* _What this task involves_
Retype exactly the lines that run from the start of the data to the line holding "pub struct ImageReference", including both, and only those.

━━ Supplied material

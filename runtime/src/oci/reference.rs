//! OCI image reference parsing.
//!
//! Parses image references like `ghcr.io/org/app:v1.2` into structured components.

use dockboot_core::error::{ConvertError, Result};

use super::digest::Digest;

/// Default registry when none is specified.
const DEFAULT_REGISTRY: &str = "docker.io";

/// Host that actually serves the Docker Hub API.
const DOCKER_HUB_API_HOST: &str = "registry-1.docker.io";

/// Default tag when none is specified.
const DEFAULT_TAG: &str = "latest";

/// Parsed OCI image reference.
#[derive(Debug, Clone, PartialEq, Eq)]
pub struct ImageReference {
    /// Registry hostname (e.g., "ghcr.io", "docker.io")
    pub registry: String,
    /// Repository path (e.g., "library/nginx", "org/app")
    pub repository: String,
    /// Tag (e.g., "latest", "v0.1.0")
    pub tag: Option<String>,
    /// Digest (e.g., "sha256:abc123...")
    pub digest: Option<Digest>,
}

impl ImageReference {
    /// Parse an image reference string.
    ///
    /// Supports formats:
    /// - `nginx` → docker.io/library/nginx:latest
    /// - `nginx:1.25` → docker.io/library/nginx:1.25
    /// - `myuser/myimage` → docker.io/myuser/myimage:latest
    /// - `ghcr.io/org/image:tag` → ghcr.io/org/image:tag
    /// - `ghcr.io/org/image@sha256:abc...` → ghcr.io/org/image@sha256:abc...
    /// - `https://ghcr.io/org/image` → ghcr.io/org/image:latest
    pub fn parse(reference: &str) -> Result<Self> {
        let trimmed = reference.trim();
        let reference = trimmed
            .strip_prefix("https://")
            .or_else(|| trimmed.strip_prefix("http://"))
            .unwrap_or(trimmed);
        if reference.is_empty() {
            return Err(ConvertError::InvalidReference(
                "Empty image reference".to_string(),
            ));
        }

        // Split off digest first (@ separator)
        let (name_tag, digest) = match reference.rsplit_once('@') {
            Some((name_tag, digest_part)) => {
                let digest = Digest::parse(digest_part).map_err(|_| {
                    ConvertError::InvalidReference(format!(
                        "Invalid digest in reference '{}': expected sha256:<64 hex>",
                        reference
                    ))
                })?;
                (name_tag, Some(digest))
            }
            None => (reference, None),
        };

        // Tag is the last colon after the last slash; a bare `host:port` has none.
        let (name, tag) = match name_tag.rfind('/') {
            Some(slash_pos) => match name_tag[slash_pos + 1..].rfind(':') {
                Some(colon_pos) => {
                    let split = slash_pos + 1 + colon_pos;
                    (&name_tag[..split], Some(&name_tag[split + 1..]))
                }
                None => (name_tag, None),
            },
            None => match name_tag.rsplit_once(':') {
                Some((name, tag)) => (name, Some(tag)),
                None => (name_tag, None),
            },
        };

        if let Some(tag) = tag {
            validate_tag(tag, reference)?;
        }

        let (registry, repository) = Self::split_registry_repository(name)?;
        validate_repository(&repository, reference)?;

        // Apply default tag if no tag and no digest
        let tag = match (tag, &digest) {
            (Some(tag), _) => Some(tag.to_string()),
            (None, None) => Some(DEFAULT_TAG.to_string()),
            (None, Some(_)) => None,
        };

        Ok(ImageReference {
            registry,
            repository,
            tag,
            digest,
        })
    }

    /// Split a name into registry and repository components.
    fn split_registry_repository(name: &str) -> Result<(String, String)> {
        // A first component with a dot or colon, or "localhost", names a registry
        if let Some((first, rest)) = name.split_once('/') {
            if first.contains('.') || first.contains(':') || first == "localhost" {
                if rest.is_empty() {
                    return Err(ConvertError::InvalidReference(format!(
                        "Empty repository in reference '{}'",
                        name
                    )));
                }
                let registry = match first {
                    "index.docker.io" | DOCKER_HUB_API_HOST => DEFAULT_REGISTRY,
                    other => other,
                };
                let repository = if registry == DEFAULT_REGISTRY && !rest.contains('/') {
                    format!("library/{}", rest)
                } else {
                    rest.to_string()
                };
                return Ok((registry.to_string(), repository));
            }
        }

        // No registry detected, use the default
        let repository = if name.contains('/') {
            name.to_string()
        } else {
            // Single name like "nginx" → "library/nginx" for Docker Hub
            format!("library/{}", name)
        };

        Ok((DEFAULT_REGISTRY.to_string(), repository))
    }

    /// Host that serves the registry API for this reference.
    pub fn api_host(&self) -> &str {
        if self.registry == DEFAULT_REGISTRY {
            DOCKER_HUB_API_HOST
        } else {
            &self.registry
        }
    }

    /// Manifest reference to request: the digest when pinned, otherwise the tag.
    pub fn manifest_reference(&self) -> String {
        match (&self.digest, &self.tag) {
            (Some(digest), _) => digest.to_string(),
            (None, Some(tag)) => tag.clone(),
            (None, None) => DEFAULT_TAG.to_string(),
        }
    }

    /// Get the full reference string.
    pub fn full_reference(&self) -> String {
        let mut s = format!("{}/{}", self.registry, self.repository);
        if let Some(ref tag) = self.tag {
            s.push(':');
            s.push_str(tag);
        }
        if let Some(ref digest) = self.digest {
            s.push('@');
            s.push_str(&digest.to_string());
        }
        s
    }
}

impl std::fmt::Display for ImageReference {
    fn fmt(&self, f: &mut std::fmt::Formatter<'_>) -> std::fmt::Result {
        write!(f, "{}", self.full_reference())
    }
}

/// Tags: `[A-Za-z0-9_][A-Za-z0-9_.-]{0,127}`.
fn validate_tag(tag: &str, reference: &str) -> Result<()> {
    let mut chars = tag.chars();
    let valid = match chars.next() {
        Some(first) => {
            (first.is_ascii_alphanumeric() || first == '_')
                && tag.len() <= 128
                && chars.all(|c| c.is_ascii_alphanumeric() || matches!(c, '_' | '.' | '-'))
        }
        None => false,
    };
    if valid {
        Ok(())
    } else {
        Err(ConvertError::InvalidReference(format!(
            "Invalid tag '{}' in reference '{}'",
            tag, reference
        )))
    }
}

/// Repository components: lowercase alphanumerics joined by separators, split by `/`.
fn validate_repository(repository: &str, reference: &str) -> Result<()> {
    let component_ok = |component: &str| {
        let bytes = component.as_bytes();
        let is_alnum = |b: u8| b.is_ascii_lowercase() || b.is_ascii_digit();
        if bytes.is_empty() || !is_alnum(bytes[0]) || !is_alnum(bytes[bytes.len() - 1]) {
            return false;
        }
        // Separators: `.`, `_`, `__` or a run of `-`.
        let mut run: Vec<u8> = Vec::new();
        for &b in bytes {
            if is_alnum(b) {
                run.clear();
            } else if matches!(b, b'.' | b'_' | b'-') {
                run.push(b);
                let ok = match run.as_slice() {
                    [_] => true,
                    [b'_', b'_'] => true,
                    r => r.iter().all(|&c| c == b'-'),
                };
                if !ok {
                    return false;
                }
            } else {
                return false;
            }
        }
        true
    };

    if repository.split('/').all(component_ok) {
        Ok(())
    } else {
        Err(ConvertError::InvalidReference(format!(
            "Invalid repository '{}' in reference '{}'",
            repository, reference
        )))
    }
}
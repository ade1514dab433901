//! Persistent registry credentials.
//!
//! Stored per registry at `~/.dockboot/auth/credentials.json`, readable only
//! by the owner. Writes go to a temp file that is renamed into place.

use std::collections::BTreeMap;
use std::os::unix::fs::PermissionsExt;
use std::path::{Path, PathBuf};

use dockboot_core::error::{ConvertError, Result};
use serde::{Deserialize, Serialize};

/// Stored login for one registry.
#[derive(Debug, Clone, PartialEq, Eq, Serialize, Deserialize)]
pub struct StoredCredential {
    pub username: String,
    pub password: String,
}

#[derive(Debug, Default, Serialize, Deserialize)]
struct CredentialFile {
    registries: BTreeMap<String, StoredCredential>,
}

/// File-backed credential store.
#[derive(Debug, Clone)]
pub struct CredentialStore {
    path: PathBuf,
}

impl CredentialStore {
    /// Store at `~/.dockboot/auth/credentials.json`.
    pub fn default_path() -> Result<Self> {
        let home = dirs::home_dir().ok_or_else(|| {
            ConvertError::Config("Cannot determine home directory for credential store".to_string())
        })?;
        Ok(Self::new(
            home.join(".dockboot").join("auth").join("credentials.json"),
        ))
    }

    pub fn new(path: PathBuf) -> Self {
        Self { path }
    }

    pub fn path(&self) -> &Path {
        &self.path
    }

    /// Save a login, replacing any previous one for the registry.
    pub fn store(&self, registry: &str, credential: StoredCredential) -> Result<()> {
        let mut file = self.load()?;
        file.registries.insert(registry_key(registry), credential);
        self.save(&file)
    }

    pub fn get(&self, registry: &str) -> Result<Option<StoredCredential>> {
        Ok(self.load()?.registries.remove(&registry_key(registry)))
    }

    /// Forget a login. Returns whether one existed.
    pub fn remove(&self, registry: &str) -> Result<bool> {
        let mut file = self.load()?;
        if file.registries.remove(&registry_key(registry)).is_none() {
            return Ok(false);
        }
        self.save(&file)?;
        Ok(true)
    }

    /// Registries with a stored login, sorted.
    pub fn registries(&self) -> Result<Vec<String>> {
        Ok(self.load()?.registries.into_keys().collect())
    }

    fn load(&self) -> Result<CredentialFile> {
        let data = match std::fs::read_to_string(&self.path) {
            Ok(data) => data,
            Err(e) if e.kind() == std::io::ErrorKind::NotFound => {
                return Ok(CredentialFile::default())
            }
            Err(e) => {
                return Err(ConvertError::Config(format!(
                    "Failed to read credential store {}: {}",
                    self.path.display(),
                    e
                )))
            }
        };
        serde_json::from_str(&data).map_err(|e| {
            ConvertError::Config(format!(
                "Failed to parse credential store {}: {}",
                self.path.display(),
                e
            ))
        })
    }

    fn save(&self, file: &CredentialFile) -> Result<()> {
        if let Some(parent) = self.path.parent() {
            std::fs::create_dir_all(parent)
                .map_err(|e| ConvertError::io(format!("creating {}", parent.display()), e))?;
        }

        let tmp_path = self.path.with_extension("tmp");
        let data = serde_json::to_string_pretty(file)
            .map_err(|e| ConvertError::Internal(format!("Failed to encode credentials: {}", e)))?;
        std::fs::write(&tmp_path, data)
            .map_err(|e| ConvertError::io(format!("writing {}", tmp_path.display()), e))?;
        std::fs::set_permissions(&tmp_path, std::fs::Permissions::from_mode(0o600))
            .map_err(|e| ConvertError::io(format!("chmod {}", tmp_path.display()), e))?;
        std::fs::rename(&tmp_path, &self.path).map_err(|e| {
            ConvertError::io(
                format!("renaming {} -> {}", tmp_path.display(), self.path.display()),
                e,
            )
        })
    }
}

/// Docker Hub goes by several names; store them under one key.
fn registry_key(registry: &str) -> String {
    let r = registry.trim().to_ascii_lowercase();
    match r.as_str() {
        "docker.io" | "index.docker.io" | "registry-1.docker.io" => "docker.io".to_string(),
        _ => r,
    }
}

━━━━

* _Reply_
filename runtime/src/oci/reference.rs
//! OCI image reference parsing.
//!
//! Parses image references like `ghcr.io/org/app:v1.2` into structured components.

use dockboot_core::error::{ConvertError, Result};

use super::digest::Digest;

/// Default registry when none is specified.
const DEFAULT_REGISTRY: &str = "docker.io";

/// Host that actually serves the Docker Hub API.
const DOCKER_HUB_API_HOST: &str = "registry-1.docker.io";

/// Default tag when none is specified.
const DEFAULT_TAG: &str = "latest";

/// Parsed OCI image reference.
#[derive(Debug, Clone, PartialEq, Eq)]
pub struct ImageReference {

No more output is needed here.